The existence of Kids Can seems to signal that we've given up expecting the state to act decisively against poverty. Successive governments have given us good reason to think this way. In the 1990s, the Nats lowered wages with the Employment Contracts Act and cut benefits. Labour have introduced Working for Families for those whose wages are too low to live on, but have done very little to alleviate the hardship of those on benefits; and the problem of woefully low wages persists. We seem to have accepted that employers needn't pay workers enough to live on if they don't wish to, and that beneficiaries have no claim on the rest of us for anything more than lives characterised by deprivation and hardship. Poverty is here to stay. Suck it up.

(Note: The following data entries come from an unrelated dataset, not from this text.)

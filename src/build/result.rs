//! Outcome of a pipeline run: one entry per brand x platform target plus the
//! fragments and warnings of the split and merge stages.

use std::path::PathBuf;
use std::time::Duration;

/// Warnings listed in the summary before the rest are folded into a count.
const SUMMARY_WARNING_LIMIT: usize = 5;

/// Status of a single brand x platform target.
#[derive(Debug, Clone, PartialEq, Eq)]
pub enum BuildStatus {
    /// Platform files written
    Success,
    /// Dry run, nothing written
    Planned,
    /// Compilation failed with the given message
    Failed(String),
}

impl BuildStatus {
    pub fn is_failure(&self) -> bool {
        matches!(self, BuildStatus::Failed(_))
    }
}

impl std::fmt::Display for BuildStatus {
    fn fmt(&self, f: &mut std::fmt::Formatter<'_>) -> std::fmt::Result {
        match self {
            BuildStatus::Success => write!(f, "success"),
            BuildStatus::Planned => write!(f, "planned"),
            BuildStatus::Failed(err) => write!(f, "failed: {}", err),
        }
    }
}

/// Result of compiling one brand for one platform.
#[derive(Debug, Clone)]
pub struct TargetResult {
    /// `brand/platform`
    pub target_id: String,
    pub status: BuildStatus,
    /// Platform files written under `build/<brand>/<platform>/`
    pub outputs: Vec<PathBuf>,
    pub duration: Duration,
    /// Skipped-file notices from the platform formatters
    pub warnings: Vec<String>,
}

impl TargetResult {
    pub fn success(target_id: String, outputs: Vec<PathBuf>, duration: Duration) -> Self {
        Self { target_id, status: BuildStatus::Success, outputs, duration, warnings: Vec::new() }
    }

    pub fn planned(target_id: String) -> Self {
        Self::with_status(target_id, BuildStatus::Planned, Duration::ZERO)
    }

    pub fn failed(target_id: String, error: String, duration: Duration) -> Self {
        Self::with_status(target_id, BuildStatus::Failed(error), duration)
    }

    fn with_status(target_id: String, status: BuildStatus, duration: Duration) -> Self {
        Self { target_id, status, outputs: Vec::new(), duration, warnings: Vec::new() }
    }

    pub fn with_warnings(mut self, warnings: Vec<String>) -> Self {
        self.warnings = warnings;
        self
    }
}

/// Result of a complete pipeline run.
#[derive(Debug, Default)]
pub struct BuildResult {
    /// Fragments written by the split stage
    pub fragments: Vec<PathBuf>,
    /// Results for each brand x platform target, in plan order
    pub targets: Vec<TargetResult>,
    /// Warnings not tied to a target (split, merge)
    pub warnings: Vec<String>,
    pub total_duration: Duration,
}

impl BuildResult {
    pub fn new() -> Self {
        Self::default()
    }

    pub fn add_result(&mut self, result: TargetResult) {
        self.targets.push(result);
    }

    pub fn with_duration(mut self, duration: Duration) -> Self {
        self.total_duration = duration;
        self
    }

    fn count(&self, pred: impl Fn(&BuildStatus) -> bool) -> usize {
        self.targets.iter().filter(|t| pred(&t.status)).count()
    }

    pub fn success_count(&self) -> usize {
        self.count(|s| *s == BuildStatus::Success)
    }

    pub fn failed_count(&self) -> usize {
        self.count(BuildStatus::is_failure)
    }

    /// A run succeeds when no target failed; planned targets count as fine.
    pub fn is_success(&self) -> bool {
        self.failed_count() == 0
    }

    /// Split and merge warnings first, then per-target warnings in plan order.
    pub fn all_warnings(&self) -> Vec<&String> {
        self.warnings.iter().chain(self.targets.iter().flat_map(|t| t.warnings.iter())).collect()
    }

    /// Human-readable report printed by the CLI.
    pub fn summary(&self) -> String {
        let mut lines = Vec::new();
        let failed = self.failed_count();
        let planned = self.count(|s| *s == BuildStatus::Planned);

        if failed > 0 {
            lines.push(format!(
                "Build failed: {} succeeded, {} failed ({} total)",
                self.success_count(),
                failed,
                self.targets.len()
            ));
            for target in self.targets.iter().filter(|t| t.status.is_failure()) {
                lines.push(format!("  - {}: {}", target.target_id, target.status));
            }
        } else if planned > 0 {
            lines.push(format!("Dry run: {} target(s) planned", planned));
            lines.extend(self.targets.iter().map(|t| format!("  - {}", t.target_id)));
        } else {
            let files: usize = self.targets.iter().map(|t| t.outputs.len()).sum();
            lines.push(format!(
                "Build succeeded: {} target(s), {} file(s) from {} fragment(s) in {:?}",
                self.success_count(),
                files,
                self.fragments.len(),
                self.total_duration
            ));
        }

        let warnings = self.all_warnings();
        if !warnings.is_empty() {
            lines.push(format!("Warnings ({}):", warnings.len()));
            for warning in warnings.iter().take(SUMMARY_WARNING_LIMIT) {
                lines.push(format!("  - {}", warning));
            }
            if warnings.len() > SUMMARY_WARNING_LIMIT {
                lines.push(format!("  ... and {} more", warnings.len() - SUMMARY_WARNING_LIMIT));
            }
        }

        lines.join("\n")
    }
}

#[cfg(test)]
mod tests {
    use super::*;

    fn css_target(brand: &str, files: &[&str]) -> TargetResult {
        TargetResult::success(
            format!("{}/css", brand),
            files.iter().copied().map(PathBuf::from).collect(),
            Duration::from_millis(10),
        )
    }

    #[test]
    fn test_failed_brand_fails_the_run() {
        let mut result = BuildResult::new();
        result.add_result(css_target("dxn-default", &["build/dxn-default/css/tokens.css"]));
        result.add_result(TargetResult::failed(
            "zrh-default/css".to_string(),
            "Reference {color.missing} not found".to_string(),
            Duration::ZERO,
        ));

        assert!(!result.is_success());
        assert_eq!(result.success_count(), 1);
        let summary = result.summary();
        assert!(summary.starts_with("Build failed: 1 succeeded, 1 failed (2 total)"));
        assert!(summary.contains("  - zrh-default/css: failed: Reference {color.missing} not found"));
        assert!(!summary.contains("dxn-default"));
    }

    #[test]
    fn test_summary_counts_platform_files_and_fragments() {
        let mut result = BuildResult::new();
        result.fragments = vec![PathBuf::from("temp/global.json"), PathBuf::from("temp/Themes_ZRH.json")];
        result.warnings.push("Key \"X\" not found in the tokens file.".to_string());
        result.add_result(
            css_target("acme", &["build/acme/css/tokens.css", "build/acme/css/typography.css"])
                .with_warnings(vec!["No tokens for css/shadows.css. File not created.".to_string()]),
        );

        let summary = result.summary();
        assert!(summary.starts_with("Build succeeded: 1 target(s), 2 file(s) from 2 fragment(s)"));
        assert!(summary.contains("Warnings (2):"));
        assert_eq!(
            result.all_warnings(),
            vec!["Key \"X\" not found in the tokens file.", "No tokens for css/shadows.css. File not created."]
        );
    }

    #[test]
    fn test_summary_folds_extra_warnings() {
        let mut result = BuildResult::new();
        result.warnings = (0..7).map(|i| format!("warning {}", i)).collect();

        let summary = result.summary();
        assert!(summary.contains("warning 4"));
        assert!(!summary.contains("warning 5"));
        assert!(summary.contains("... and 2 more"));
    }

    #[test]
    fn test_dry_run_lists_every_target() {
        let mut result = BuildResult::new();
        result.add_result(TargetResult::planned("acme/css".to_string()));
        result.add_result(TargetResult::planned("acme/js".to_string()));

        assert!(result.is_success());
        let summary = result.summary();
        assert!(summary.starts_with("Dry run: 2 target(s) planned"));
        assert!(summary.contains("  - acme/css\n  - acme/js"));
    }
}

The advent of Kids Can is both crass and tragic. Ensuring kids have enough food and clothing is no longer a non-negotiable social responsibility we all share, but an optional activity for the charitably-minded, like buying a raffle ticket to support a local sports team. Smiling celebrities lend their support, and grateful children given sporadic meals pose for pictures. In addition to making an online donation to Kids Can, you can buy a $2 scratch and win ticket, or buy a product from a range of commercial sponsors. Consume your way to social justice.

To me, the slogan 'Kids Can' seems less like an affirmation of children's potential than a sad irony. When it comes to poverty, kids certainly carry the can. Until we make a radical change in our thinking, it will stay that way.

5 comments:

Julie said...

I used to have a rule of thumb - I didn't give to charities who were raising funds for things I thought the state should be doing directly. I felt that by giving money to charities for those good works I was letting the Government off the hook. These days it's not so simple, because there is so much genuine need.

That said I really hate that so much fundraising these days seems to involve buying stuff, "consuming your way to social justice" as you put it sums it up well. I don't need a plastic wrist band, or a pink ribbon, or some Plunket wrapping paper, and every time they give me something like that it's just eating into the money that I just gave them.

It makes me so sad that now it just seems to be an accepted part of our society that people will go without. There Is No Alternative, indeed.

Katherine Ransom said...

I am not sad about a quarter of our children living in poverty, I am enraged. I am more enraged when I hear people saying "Well, poverty is relative - they are better off than people in India." or more enraging: "Girls just keep getting pregnant by different fathers so they can sit around on a benefit and not do any work." Hello? Not do any work? Looking after children is a 24/7 job, which I pointed out to one guy. (Yes, it was a man who really should have known better. To his credit, he admitted he hadn't thought of it in that way.)

And there IS an alternative - make a change to a social credit financial system and we can keep all the billions of dollars that are currently sucked off overseas in interest payments every year. What couldn't we do with a couple of billion dollars? If you want to know more about how the alternative can work, go to www.democrats.org.nz and have a look.

Although I am writing from a party political perspective right now, I take that perspective for the sake of women and their families. I challenge all the other political parties to find alternatives to the unjust and unstable financial system that has been robbing us blind for the last 30 years.

Whew! Now I feel a little better. Back to work...

Stephanie said...

That's a good rule of thumb julie. Mine is that I have two charities that I give to, one in New Zealand another overseas. I also make a point as you say to give directly to the charity rather than consuming.

Anonymous said...

Child poverty in NZ is a legacy of the "Mother of all Budgets". How she could have given such a name to such a budget is beyond me. But the ravages it made on the children of parents of lower socio-economic backgrounds is still with us, and likely to become even worse in the immediate future. As you rightly point out charity is sporadic and funded by consumerism - which is the root of the evil! We will not have an end to this until such time as govt again takes up the talisman of social justice for all. There has been some improvement in recent years (wff etc) but not enough and many injustices introduced in 1991 are still with us.

DPF:TLDR said...

Macro, I'm no fan of Ruth Richardson or her policies, but child poverty existed before she came onto the scene. Agreed, though, she made it much worse.